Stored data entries
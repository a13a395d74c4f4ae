//! # event
//!
//! why: tell the node layer about membership changes and compaction needs without a global bus
//! relations: called synchronously by log/mod.rs, implemented by the node layer
//! what: LogListener observer, NoopListener, LogEvent and the recording EventQueue

use raft_core::Entry;
use std::cell::RefCell;
use std::collections::VecDeque;
use std::rc::Rc;

/// Observer of side effects produced by the log
///
/// Every method is invoked on the thread that mutates the log.
pub trait LogListener {
    /// A membership change arrived from the leader and was appended
    fn on_group_config_appended(&mut self, _entry: &Entry) {}

    /// A membership change became committed
    fn on_group_config_committed(&mut self, _entry: &Entry) {}

    /// Truncation removed membership changes, starting with `first_removed`
    fn on_group_config_removed(&mut self, _first_removed: &Entry) {}

    /// The state machine asked for a snapshot up to `last_included_index`
    fn on_snapshot_generation_requested(&mut self, _last_included_index: u64) {}
}

/// Listener that ignores every event
#[derive(Debug, Default, Clone, Copy)]
pub struct NoopListener;

impl LogListener for NoopListener {}

#[derive(Debug, Clone, PartialEq, Eq)]
pub enum LogEvent {
    GroupConfigAppended(Entry),
    GroupConfigCommitted(Entry),
    GroupConfigRemoved(Entry),
    SnapshotGenerationRequested(u64),
}

/// Listener recording events for the node layer to drain after each call
///
/// Clones share the same queue, so one clone can be handed to the log.
#[derive(Debug, Default, Clone)]
pub struct EventQueue {
    events: Rc<RefCell<VecDeque<LogEvent>>>,
}

impl EventQueue {
    pub fn new() -> Self {
        Self::default()
    }

    /// Take every event recorded so far, oldest first
    pub fn drain(&self) -> Vec<LogEvent> {
        self.events.borrow_mut().drain(..).collect()
    }

    pub fn is_empty(&self) -> bool {
        self.events.borrow().is_empty()
    }

    fn push(&self, event: LogEvent) {
        self.events.borrow_mut().push_back(event);
    }
}

impl LogListener for EventQueue {
    fn on_group_config_appended(&mut self, entry: &Entry) {
        self.push(LogEvent::GroupConfigAppended(entry.clone()));
    }

    fn on_group_config_committed(&mut self, entry: &Entry) {
        self.push(LogEvent::GroupConfigCommitted(entry.clone()));
    }

    fn on_group_config_removed(&mut self, first_removed: &Entry) {
        self.push(LogEvent::GroupConfigRemoved(first_removed.clone()));
    }

    fn on_snapshot_generation_requested(&mut self, last_included_index: u64) {
        self.push(LogEvent::SnapshotGenerationRequested(last_included_index));
    }
}
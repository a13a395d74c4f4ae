//! # entries_file
//!
//! why: store committed entries append-only so they survive restarts
//! relations: written by sequence/file.rs on commit, located through index_file.rs
//! what: EntriesFile with length-prefixed `[kind][index][term][len][payload]` records

use crate::file::SeekableFile;
use raft_core::{Entry, EntryKind, LogError, Result};

/// Bytes of the fixed record header: kind, index, term and payload length
pub const ENTRY_HEADER_SIZE: u64 = 4 * 4;

/// Narrow a log position to the 32-bit field used on disk
pub(crate) fn to_u32(value: u64, field: &str) -> Result<u32> {
    u32::try_from(value)
        .map_err(|_| LogError::Corrupted(format!("{} {} does not fit in 32 bits", field, value)))
}

/// Append-only file of serialized entries
pub struct EntriesFile<F: SeekableFile> {
    file: F,
}

impl<F: SeekableFile> EntriesFile<F> {
    pub fn new(file: F) -> Self {
        Self { file }
    }

    /// Write `entry` at the end of the file and return the offset it starts at
    pub fn append_entry(&mut self, entry: &Entry) -> Result<u64> {
        let command = entry.command_bytes()?;
        let offset = self.file.size()?;
        self.file.seek_to(offset)?;
        self.file.write_u32(entry.kind().as_u32())?;
        self.file.write_u32(to_u32(entry.index, "entry index")?)?;
        self.file.write_u32(to_u32(entry.term, "entry term")?)?;
        self.file.write_u32(to_u32(command.len() as u64, "payload length")?)?;
        self.file.write_all(&command)?;
        Ok(offset)
    }

    /// Decode the entry written at `offset`
    pub fn load_entry(&mut self, offset: u64) -> Result<Entry> {
        let size = self.file.size()?;
        if offset + ENTRY_HEADER_SIZE > size {
            return Err(LogError::InvalidArgument(format!(
                "entry offset {} beyond file size {}",
                offset, size
            )));
        }
        self.file.seek_to(offset)?;
        let kind = EntryKind::from_u32(self.file.read_u32()?)?;
        let index = u64::from(self.file.read_u32()?);
        let term = u64::from(self.file.read_u32()?);
        let length = u64::from(self.file.read_u32()?);
        if offset + ENTRY_HEADER_SIZE + length > size {
            return Err(LogError::Corrupted(format!(
                "entry at {} claims {} payload bytes past file size {}",
                offset, length, size
            )));
        }
        let command = self.file.read_bytes(length as usize)?;
        Entry::from_parts(kind, index, term, command)
    }

    /// Offset just past the record written at `offset`
    pub fn entry_end(&mut self, offset: u64) -> Result<u64> {
        let size = self.file.size()?;
        if offset + ENTRY_HEADER_SIZE > size {
            return Err(LogError::Corrupted(format!(
                "entry header at {} beyond file size {}",
                offset, size
            )));
        }
        self.file.seek_to(offset + ENTRY_HEADER_SIZE - 4)?;
        let length = u64::from(self.file.read_u32()?);
        Ok(offset + ENTRY_HEADER_SIZE + length)
    }

    pub fn size(&self) -> Result<u64> {
        Ok(self.file.size()?)
    }

    /// Drop every record starting at or after `offset`
    pub fn truncate(&mut self, offset: u64) -> Result<()> {
        self.file.truncate(offset)?;
        Ok(())
    }

    pub fn clear(&mut self) -> Result<()> {
        self.truncate(0)
    }

    pub fn sync(&mut self) -> Result<()> {
        self.file.sync()?;
        Ok(())
    }

    pub fn into_inner(self) -> F {
        self.file
    }
}

#[cfg(test)]
mod tests {
    use super::*;
    use crate::file::MemoryFile;
    use raft_core::{NodeEndpoint, NodeId};

    #[test]
    fn append_writes_header_and_payload() {
        let mut file = EntriesFile::new(MemoryFile::new());
        let offset = file
            .append_entry(&Entry::general(2, 3, b"test".to_vec()))
            .unwrap();
        assert_eq!(offset, 0);

        let bytes = file.into_inner().into_bytes();
        assert_eq!(
            bytes,
            vec![0, 0, 0, 1, 0, 0, 0, 2, 0, 0, 0, 3, 0, 0, 0, 4, b't', b'e', b's', b't']
        );
    }

    #[test]
    fn load_entry_at_returned_offsets() {
        let mut file = EntriesFile::new(MemoryFile::new());
        let first = file.append_entry(&Entry::no_op(1, 2)).unwrap();
        let second = file
            .append_entry(&Entry::general(2, 3, b"set x 1".to_vec()))
            .unwrap();
        let endpoints = [NodeEndpoint::new("A", "localhost", 2333)].into_iter().collect();
        let third = file
            .append_entry(&Entry::remove_node(3, 3, endpoints, NodeId::new("A")))
            .unwrap();

        assert_eq!(first, 0);
        assert_eq!(second, 16);
        assert_eq!(file.load_entry(second).unwrap(), Entry::general(2, 3, b"set x 1".to_vec()));
        assert_eq!(file.load_entry(first).unwrap(), Entry::no_op(1, 2));
        assert_eq!(file.load_entry(third).unwrap().kind(), EntryKind::RemoveNode);
    }

    #[test]
    fn load_entry_beyond_end_is_rejected() {
        let mut file = EntriesFile::new(MemoryFile::new());
        file.append_entry(&Entry::no_op(1, 1)).unwrap();
        assert!(matches!(
            file.load_entry(16),
            Err(LogError::InvalidArgument(_))
        ));
    }

    #[test]
    fn payload_length_past_end_is_corrupted() {
        // header of a general entry claiming 4 GiB of payload
        let mut bytes = Vec::new();
        for field in [1u32, 1, 1, u32::MAX] {
            bytes.extend_from_slice(&field.to_be_bytes());
        }
        bytes.extend_from_slice(b"abc");
        let mut file = EntriesFile::new(MemoryFile::from_bytes(bytes));
        assert!(matches!(file.load_entry(0), Err(LogError::Corrupted(_))));
    }

    #[test]
    fn entry_end_skips_payload() {
        let mut file = EntriesFile::new(MemoryFile::new());
        let offset = file.append_entry(&Entry::general(1, 1, b"abc".to_vec())).unwrap();
        assert_eq!(file.entry_end(offset).unwrap(), 19);
    }

    #[test]
    fn truncate_drops_trailing_records() {
        let mut file = EntriesFile::new(MemoryFile::new());
        file.append_entry(&Entry::no_op(1, 1)).unwrap();
        let second = file.append_entry(&Entry::no_op(2, 1)).unwrap();
        file.truncate(second).unwrap();
        assert_eq!(file.size().unwrap(), 16);

        let offset = file.append_entry(&Entry::no_op(2, 2)).unwrap();
        assert_eq!(offset, second);
        assert_eq!(file.load_entry(offset).unwrap().term, 2);
    }
}
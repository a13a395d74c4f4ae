//! # entry
//!
//! why: model the units of replicated state stored in the log
//! relations: persisted by raft-log entry files, carried by message.rs rpcs
//! what: EntryKind tags, Entry with its closed payload union, EntryMeta, membership commands

use crate::error::{LogError, Result};
use crate::node::{Membership, NodeEndpoint, NodeId};
use serde::{Deserialize, Serialize};

/// Integer tag identifying the payload of an entry on disk
#[derive(Debug, Clone, Copy, PartialEq, Eq, Hash, Serialize, Deserialize)]
pub enum EntryKind {
    NoOp,
    General,
    AddNode,
    RemoveNode,
}

impl EntryKind {
    pub fn as_u32(self) -> u32 {
        match self {
            EntryKind::NoOp => 0,
            EntryKind::General => 1,
            EntryKind::AddNode => 3,
            EntryKind::RemoveNode => 4,
        }
    }

    pub fn from_u32(tag: u32) -> Result<Self> {
        match tag {
            0 => Ok(EntryKind::NoOp),
            1 => Ok(EntryKind::General),
            3 => Ok(EntryKind::AddNode),
            4 => Ok(EntryKind::RemoveNode),
            other => Err(LogError::Corrupted(format!("unknown entry kind {}", other))),
        }
    }

    /// AddNode and RemoveNode entries change cluster membership
    pub fn is_group_config(self) -> bool {
        matches!(self, EntryKind::AddNode | EntryKind::RemoveNode)
    }
}

/// Membership change adding one endpoint
#[derive(Debug, Clone, PartialEq, Eq, Serialize, Deserialize)]
pub struct AddNodeCommand {
    pub node_endpoints: Membership,
    pub new_node_endpoint: NodeEndpoint,
}

/// Membership change removing one node
#[derive(Debug, Clone, PartialEq, Eq, Serialize, Deserialize)]
pub struct RemoveNodeCommand {
    pub node_endpoints: Membership,
    pub node_to_remove: NodeId,
}

#[derive(Debug, Clone, PartialEq, Eq, Serialize, Deserialize)]
pub enum EntryPayload {
    /// Appended by a new leader to commit entries of previous terms
    NoOp,
    /// Opaque command for the state machine
    General(Vec<u8>),
    AddNode(AddNodeCommand),
    RemoveNode(RemoveNodeCommand),
}

/// A single entry in the replicated log
#[derive(Debug, Clone, PartialEq, Eq, Serialize, Deserialize)]
pub struct Entry {
    /// The index of this entry in the log (1-indexed)
    pub index: u64,
    /// The term of the leader that created this entry
    pub term: u64,
    pub payload: EntryPayload,
}

impl Entry {
    pub fn new(index: u64, term: u64, payload: EntryPayload) -> Self {
        Self {
            index,
            term,
            payload,
        }
    }

    pub fn no_op(index: u64, term: u64) -> Self {
        Self::new(index, term, EntryPayload::NoOp)
    }

    pub fn general(index: u64, term: u64, command: impl Into<Vec<u8>>) -> Self {
        Self::new(index, term, EntryPayload::General(command.into()))
    }

    pub fn add_node(
        index: u64,
        term: u64,
        node_endpoints: Membership,
        new_node_endpoint: NodeEndpoint,
    ) -> Self {
        Self::new(
            index,
            term,
            EntryPayload::AddNode(AddNodeCommand {
                node_endpoints,
                new_node_endpoint,
            }),
        )
    }

    pub fn remove_node(
        index: u64,
        term: u64,
        node_endpoints: Membership,
        node_to_remove: NodeId,
    ) -> Self {
        Self::new(
            index,
            term,
            EntryPayload::RemoveNode(RemoveNodeCommand {
                node_endpoints,
                node_to_remove,
            }),
        )
    }

    pub fn kind(&self) -> EntryKind {
        match self.payload {
            EntryPayload::NoOp => EntryKind::NoOp,
            EntryPayload::General(_) => EntryKind::General,
            EntryPayload::AddNode(_) => EntryKind::AddNode,
            EntryPayload::RemoveNode(_) => EntryKind::RemoveNode,
        }
    }

    pub fn meta(&self) -> EntryMeta {
        EntryMeta::new(self.kind(), self.index, self.term)
    }

    /// Only general entries are fed to the state machine
    pub fn is_applicable(&self) -> bool {
        matches!(self.payload, EntryPayload::General(_))
    }

    pub fn is_group_config(&self) -> bool {
        self.kind().is_group_config()
    }

    /// Membership before the change, for group config entries
    pub fn node_endpoints(&self) -> Option<&Membership> {
        match &self.payload {
            EntryPayload::AddNode(cmd) => Some(&cmd.node_endpoints),
            EntryPayload::RemoveNode(cmd) => Some(&cmd.node_endpoints),
            _ => None,
        }
    }

    /// Membership after the change, for group config entries
    pub fn result_node_endpoints(&self) -> Option<Membership> {
        match &self.payload {
            EntryPayload::AddNode(cmd) => {
                let mut result = cmd.node_endpoints.clone();
                result.insert(cmd.new_node_endpoint.clone());
                Some(result)
            }
            EntryPayload::RemoveNode(cmd) => Some(
                cmd.node_endpoints
                    .iter()
                    .filter(|e| e.id != cmd.node_to_remove)
                    .cloned()
                    .collect(),
            ),
            _ => None,
        }
    }

    /// Serialized payload as stored in the entries file
    pub fn command_bytes(&self) -> Result<Vec<u8>> {
        Ok(match &self.payload {
            EntryPayload::NoOp => Vec::new(),
            EntryPayload::General(command) => command.clone(),
            EntryPayload::AddNode(cmd) => serde_json::to_vec(cmd)?,
            EntryPayload::RemoveNode(cmd) => serde_json::to_vec(cmd)?,
        })
    }

    /// Rebuild an entry from its stored kind tag, position and payload
    pub fn from_parts(kind: EntryKind, index: u64, term: u64, command: Vec<u8>) -> Result<Self> {
        let payload = match kind {
            EntryKind::NoOp => EntryPayload::NoOp,
            EntryKind::General => EntryPayload::General(command),
            EntryKind::AddNode => EntryPayload::AddNode(serde_json::from_slice(&command)?),
            EntryKind::RemoveNode => EntryPayload::RemoveNode(serde_json::from_slice(&command)?),
        };
        Ok(Self::new(index, term, payload))
    }
}

/// Kind, index and term of an entry without its payload
#[derive(Debug, Clone, Copy, PartialEq, Eq, Serialize, Deserialize)]
pub struct EntryMeta {
    pub kind: EntryKind,
    pub index: u64,
    pub term: u64,
}

impl EntryMeta {
    pub fn new(kind: EntryKind, index: u64, term: u64) -> Self {
        Self { kind, index, term }
    }
}

#[cfg(test)]
mod tests {
    use super::*;

    fn endpoints() -> Membership {
        [
            NodeEndpoint::new("A", "localhost", 2333),
            NodeEndpoint::new("B", "localhost", 2334),
        ]
        .into_iter()
        .collect()
    }

    #[test]
    fn kind_tags_are_stable() {
        assert_eq!(EntryKind::NoOp.as_u32(), 0);
        assert_eq!(EntryKind::General.as_u32(), 1);
        assert_eq!(EntryKind::AddNode.as_u32(), 3);
        assert_eq!(EntryKind::RemoveNode.as_u32(), 4);
        assert!(EntryKind::from_u32(2).is_err());
    }

    #[test]
    fn add_node_result_contains_new_endpoint() {
        let entry = Entry::add_node(1, 1, endpoints(), NodeEndpoint::new("C", "localhost", 2335));
        let result = entry.result_node_endpoints().unwrap();
        assert_eq!(result.len(), 3);
        assert!(result.iter().any(|e| e.id.as_str() == "C"));
        assert_eq!(entry.node_endpoints().unwrap().len(), 2);
    }

    #[test]
    fn remove_node_result_drops_target() {
        let entry = Entry::remove_node(1, 1, endpoints(), NodeId::new("B"));
        let result = entry.result_node_endpoints().unwrap();
        assert_eq!(result.len(), 1);
        assert!(result.iter().all(|e| e.id.as_str() != "B"));
    }

    #[test]
    fn only_general_entries_are_applicable() {
        assert!(Entry::general(1, 1, b"x".to_vec()).is_applicable());
        assert!(!Entry::no_op(1, 1).is_applicable());
        assert!(!Entry::remove_node(1, 1, endpoints(), NodeId::new("A")).is_applicable());
    }

    #[test]
    fn group_config_payload_survives_encoding() {
        let entry = Entry::add_node(4, 2, endpoints(), NodeEndpoint::new("C", "localhost", 2335));
        let bytes = entry.command_bytes().unwrap();
        let decoded = Entry::from_parts(EntryKind::AddNode, 4, 2, bytes).unwrap();
        assert_eq!(decoded, entry);
    }

    #[test]
    fn no_op_has_empty_payload() {
        assert!(Entry::no_op(1, 1).command_bytes().unwrap().is_empty());
    }
}
//! # memory
//!
//! why: keep the whole log in memory for tests and the memory-backed log
//! relations: implements sequence::EntrySequence, used by log/memory.rs
//! what: MemoryEntrySequence with full commit tracking

use super::EntrySequence;
use crate::group_config::GroupConfigEntryList;
use raft_core::{Entry, EntryMeta, LogError, Result};

/// Entry sequence held entirely in memory
///
/// Committing only moves the commit boundary, nothing is persisted.
#[derive(Debug, Clone)]
pub struct MemoryEntrySequence {
    log_index_offset: u64,
    next_log_index: u64,
    commit_index: u64,
    entries: Vec<Entry>,
}

impl Default for MemoryEntrySequence {
    fn default() -> Self {
        Self::new(1)
    }
}

impl MemoryEntrySequence {
    /// Create an empty sequence whose first entry will carry `log_index_offset`
    pub fn new(log_index_offset: u64) -> Self {
        let log_index_offset = log_index_offset.max(1);
        Self {
            log_index_offset,
            next_log_index: log_index_offset,
            commit_index: log_index_offset - 1,
            entries: Vec::new(),
        }
    }

    fn position(&self, index: u64) -> usize {
        (index - self.log_index_offset) as usize
    }
}

impl EntrySequence for MemoryEntrySequence {
    fn log_index_offset(&self) -> u64 {
        self.log_index_offset
    }

    fn next_log_index(&self) -> u64 {
        self.next_log_index
    }

    fn commit_index(&self) -> u64 {
        self.commit_index
    }

    fn commit(&mut self, index: u64) -> Result<()> {
        if index < self.commit_index {
            return Err(LogError::InvalidArgument(format!(
                "commit index {} < {}",
                index, self.commit_index
            )));
        }
        if index == self.commit_index {
            return Ok(());
        }
        if index >= self.next_log_index {
            return Err(LogError::InvalidArgument(format!(
                "no entry {} to commit",
                index
            )));
        }
        self.commit_index = index;
        Ok(())
    }

    fn build_group_config_entry_list(&mut self) -> Result<GroupConfigEntryList> {
        let mut list = GroupConfigEntryList::new();
        for entry in self.entries.iter().filter(|e| e.is_group_config()) {
            list.add(entry.clone());
        }
        Ok(list)
    }

    fn close(&mut self) -> Result<()> {
        Ok(())
    }

    fn do_get_entry(&mut self, index: u64) -> Result<Entry> {
        Ok(self.entries[self.position(index)].clone())
    }

    fn do_get_entry_meta(&self, index: u64) -> Result<EntryMeta> {
        Ok(self.entries[self.position(index)].meta())
    }

    fn do_sub_list(&mut self, from_index: u64, to_index: u64) -> Result<Vec<Entry>> {
        let from = self.position(from_index);
        let to = self.position(to_index);
        Ok(self.entries[from..to].to_vec())
    }

    fn do_append(&mut self, entry: Entry) -> Result<()> {
        self.entries.push(entry);
        self.next_log_index += 1;
        Ok(())
    }

    fn do_remove_after(&mut self, index: u64) -> Result<()> {
        if index < self.log_index_offset {
            self.entries.clear();
            self.next_log_index = self.log_index_offset;
        } else {
            let keep = self.position(index) + 1;
            self.entries.truncate(keep);
            self.next_log_index = index + 1;
        }
        self.commit_index = self.commit_index.min(self.next_log_index - 1);
        Ok(())
    }
}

### TASK REQUIREMENTS
Among the lines above, which ones include the word "leader"? Copy them.

### WRITTEN SOLUTION
    /// A membership change arrived from the leader and was appended
    /// Appended by a new leader to commit entries of previous terms
    /// The term of the leader that created this entry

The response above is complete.